*** Records provided ***
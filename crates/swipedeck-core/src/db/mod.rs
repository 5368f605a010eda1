//! Database layer for swipedeck

mod connection;
mod migrations;
mod swipe_store;
mod undo_slot;

pub use connection::{Database, SyncConfig};
pub use swipe_store::{EventQuery, LibSqlSwipeStore, SwipeStore, TimeBound};
pub use undo_slot::{LibSqlUndoSlot, UndoSlot};
//! swipedeck-core - Core library for swipedeck
//!
//! Decides which listings and profiles an actor has already evaluated and
//! when they become eligible to reappear in the swipe deck. Contains the
//! models, the libSQL-backed store, the exclusion engine, and undo.

pub mod changes;
pub mod config;
pub mod db;
pub mod deck;
pub mod engine;
pub mod error;
pub mod models;
pub mod services;
pub mod util;

pub use error::{Error, Result};
pub use models::{ActorId, SwipeAction, SwipeEvent, TargetId, TargetKind, UndoToken};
*** End of Records provided ***
### Problem statement
Repeat the lines above, from the one containing "pub mod config;" to the final line, word for word and with nothing else.

### Output of the task
pub mod config;
pub mod db;
pub mod deck;
pub mod engine;
pub mod error;
pub mod models;
pub mod services;
pub mod util;

pub use error::{Error, Result};
pub use models::{ActorId, SwipeAction, SwipeEvent, TargetId, TargetKind, UndoToken};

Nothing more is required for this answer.